* **YOUR ASSIGNMENT**
Every line below that has the string "marker" needs to be copied.

——————————

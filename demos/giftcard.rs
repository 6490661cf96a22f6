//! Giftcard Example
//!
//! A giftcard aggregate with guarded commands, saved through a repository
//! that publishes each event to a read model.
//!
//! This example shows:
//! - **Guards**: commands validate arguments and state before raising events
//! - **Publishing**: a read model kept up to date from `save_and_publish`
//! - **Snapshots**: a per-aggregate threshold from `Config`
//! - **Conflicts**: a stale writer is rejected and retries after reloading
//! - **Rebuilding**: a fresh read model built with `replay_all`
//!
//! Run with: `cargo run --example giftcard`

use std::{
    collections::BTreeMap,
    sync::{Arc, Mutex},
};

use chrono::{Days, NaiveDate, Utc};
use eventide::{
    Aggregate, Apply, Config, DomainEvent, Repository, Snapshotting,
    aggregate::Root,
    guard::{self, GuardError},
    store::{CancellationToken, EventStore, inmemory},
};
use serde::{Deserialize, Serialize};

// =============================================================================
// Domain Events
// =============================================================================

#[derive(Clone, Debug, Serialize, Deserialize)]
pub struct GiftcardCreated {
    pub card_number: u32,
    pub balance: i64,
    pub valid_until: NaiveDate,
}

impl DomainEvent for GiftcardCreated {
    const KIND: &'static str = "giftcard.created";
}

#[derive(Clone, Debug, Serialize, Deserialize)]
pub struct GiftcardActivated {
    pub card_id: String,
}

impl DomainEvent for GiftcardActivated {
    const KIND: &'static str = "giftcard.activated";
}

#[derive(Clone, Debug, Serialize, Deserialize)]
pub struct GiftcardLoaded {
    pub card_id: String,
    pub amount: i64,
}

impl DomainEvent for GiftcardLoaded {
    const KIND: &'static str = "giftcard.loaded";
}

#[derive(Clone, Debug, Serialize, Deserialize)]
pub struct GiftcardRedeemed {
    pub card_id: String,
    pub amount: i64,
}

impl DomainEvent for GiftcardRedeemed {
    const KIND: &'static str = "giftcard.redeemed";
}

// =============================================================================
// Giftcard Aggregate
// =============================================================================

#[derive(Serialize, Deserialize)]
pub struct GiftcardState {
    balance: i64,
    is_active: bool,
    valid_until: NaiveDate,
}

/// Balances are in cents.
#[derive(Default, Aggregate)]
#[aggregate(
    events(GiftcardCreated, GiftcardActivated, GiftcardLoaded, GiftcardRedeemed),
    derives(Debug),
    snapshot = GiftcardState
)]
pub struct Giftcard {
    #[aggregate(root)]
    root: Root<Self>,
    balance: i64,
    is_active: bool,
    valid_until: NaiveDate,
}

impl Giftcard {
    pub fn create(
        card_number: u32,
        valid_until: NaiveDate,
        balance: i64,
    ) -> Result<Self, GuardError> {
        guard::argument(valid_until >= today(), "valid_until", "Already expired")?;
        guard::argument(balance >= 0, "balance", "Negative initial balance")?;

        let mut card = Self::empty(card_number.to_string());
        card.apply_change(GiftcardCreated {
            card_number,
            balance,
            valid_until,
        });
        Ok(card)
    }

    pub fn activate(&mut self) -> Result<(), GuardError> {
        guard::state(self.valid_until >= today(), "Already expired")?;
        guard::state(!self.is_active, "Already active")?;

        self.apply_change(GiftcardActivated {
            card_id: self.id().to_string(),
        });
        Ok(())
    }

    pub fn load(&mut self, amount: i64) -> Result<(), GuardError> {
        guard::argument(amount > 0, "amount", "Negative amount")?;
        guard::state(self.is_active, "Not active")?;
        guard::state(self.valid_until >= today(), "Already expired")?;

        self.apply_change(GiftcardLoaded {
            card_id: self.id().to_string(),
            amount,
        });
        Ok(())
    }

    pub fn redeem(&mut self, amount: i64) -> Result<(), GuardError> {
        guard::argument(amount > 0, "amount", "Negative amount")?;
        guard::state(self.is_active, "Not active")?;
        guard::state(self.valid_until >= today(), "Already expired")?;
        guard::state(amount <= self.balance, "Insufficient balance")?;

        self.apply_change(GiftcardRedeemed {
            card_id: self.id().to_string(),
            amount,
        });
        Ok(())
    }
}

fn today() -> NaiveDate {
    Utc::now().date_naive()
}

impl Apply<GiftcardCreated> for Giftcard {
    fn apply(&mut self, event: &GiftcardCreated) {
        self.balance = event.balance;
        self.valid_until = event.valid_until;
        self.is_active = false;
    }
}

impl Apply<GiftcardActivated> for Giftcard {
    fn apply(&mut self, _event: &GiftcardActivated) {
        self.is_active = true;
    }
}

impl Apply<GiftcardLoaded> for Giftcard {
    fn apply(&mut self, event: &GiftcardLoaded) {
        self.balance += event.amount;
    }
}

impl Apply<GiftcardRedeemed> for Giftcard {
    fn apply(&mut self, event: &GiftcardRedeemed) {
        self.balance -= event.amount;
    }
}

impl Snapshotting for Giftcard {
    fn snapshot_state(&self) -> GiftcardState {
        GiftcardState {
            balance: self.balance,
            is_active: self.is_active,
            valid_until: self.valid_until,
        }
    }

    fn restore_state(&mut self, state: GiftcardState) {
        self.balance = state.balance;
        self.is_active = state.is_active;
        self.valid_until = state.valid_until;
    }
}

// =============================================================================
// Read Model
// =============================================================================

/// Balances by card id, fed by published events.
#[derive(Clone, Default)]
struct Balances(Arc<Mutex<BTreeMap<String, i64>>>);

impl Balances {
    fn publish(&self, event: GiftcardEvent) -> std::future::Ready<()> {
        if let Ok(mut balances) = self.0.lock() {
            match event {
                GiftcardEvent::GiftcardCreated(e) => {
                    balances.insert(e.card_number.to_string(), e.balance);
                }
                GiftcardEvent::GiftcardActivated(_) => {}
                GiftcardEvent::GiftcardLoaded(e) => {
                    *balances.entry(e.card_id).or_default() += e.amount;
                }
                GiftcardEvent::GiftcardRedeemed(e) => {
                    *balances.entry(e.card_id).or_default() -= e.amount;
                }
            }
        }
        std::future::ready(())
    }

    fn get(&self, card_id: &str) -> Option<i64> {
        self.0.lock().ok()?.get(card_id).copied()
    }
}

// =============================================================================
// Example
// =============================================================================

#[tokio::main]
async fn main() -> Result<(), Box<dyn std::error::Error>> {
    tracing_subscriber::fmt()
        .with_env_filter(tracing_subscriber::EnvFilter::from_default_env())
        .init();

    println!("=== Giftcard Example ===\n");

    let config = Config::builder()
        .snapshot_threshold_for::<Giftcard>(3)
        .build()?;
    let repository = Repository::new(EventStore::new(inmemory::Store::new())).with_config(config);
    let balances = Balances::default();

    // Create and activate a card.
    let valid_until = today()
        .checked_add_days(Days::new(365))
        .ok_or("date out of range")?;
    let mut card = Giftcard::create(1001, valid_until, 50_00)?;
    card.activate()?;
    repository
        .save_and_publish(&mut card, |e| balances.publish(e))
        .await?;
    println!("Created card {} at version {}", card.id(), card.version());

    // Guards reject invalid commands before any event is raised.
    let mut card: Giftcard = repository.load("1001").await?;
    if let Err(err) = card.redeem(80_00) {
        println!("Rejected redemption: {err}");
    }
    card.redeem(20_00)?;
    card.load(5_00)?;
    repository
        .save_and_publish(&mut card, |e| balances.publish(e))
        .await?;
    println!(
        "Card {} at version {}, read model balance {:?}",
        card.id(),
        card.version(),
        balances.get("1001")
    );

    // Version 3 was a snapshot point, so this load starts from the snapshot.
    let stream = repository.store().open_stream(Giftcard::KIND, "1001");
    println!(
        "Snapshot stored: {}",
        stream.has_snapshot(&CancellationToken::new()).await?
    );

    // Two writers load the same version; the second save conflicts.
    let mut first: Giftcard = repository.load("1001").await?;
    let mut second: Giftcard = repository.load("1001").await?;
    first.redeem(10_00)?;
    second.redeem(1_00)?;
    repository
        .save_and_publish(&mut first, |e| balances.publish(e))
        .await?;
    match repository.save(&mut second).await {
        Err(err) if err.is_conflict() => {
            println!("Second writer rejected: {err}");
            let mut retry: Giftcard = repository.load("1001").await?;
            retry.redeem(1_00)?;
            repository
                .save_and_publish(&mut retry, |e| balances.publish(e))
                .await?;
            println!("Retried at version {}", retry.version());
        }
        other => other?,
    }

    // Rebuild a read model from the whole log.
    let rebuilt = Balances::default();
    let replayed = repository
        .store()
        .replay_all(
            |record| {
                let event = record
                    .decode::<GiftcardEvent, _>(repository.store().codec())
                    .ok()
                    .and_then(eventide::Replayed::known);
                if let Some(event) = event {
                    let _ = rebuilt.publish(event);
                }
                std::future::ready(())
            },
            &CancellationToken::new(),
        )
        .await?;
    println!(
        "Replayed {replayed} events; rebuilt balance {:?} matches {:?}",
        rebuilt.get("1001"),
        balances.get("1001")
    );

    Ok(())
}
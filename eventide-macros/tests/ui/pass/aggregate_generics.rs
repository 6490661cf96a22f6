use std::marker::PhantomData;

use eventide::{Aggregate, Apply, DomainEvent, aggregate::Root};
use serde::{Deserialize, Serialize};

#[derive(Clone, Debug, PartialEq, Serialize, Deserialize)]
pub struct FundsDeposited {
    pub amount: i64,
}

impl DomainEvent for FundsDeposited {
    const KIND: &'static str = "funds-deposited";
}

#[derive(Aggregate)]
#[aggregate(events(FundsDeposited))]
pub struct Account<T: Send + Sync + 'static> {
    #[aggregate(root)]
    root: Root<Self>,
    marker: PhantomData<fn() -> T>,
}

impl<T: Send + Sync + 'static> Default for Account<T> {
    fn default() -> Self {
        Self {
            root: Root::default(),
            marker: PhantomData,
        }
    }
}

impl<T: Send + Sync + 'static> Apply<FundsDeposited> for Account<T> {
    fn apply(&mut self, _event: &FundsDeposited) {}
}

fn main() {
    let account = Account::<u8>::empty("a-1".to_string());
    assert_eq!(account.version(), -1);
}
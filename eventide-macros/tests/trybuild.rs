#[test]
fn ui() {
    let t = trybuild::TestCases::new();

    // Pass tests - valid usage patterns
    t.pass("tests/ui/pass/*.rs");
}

——————————

* **WRITTEN SOLUTION**
use std::marker::PhantomData;
    marker: PhantomData<fn() -> T>,
            marker: PhantomData,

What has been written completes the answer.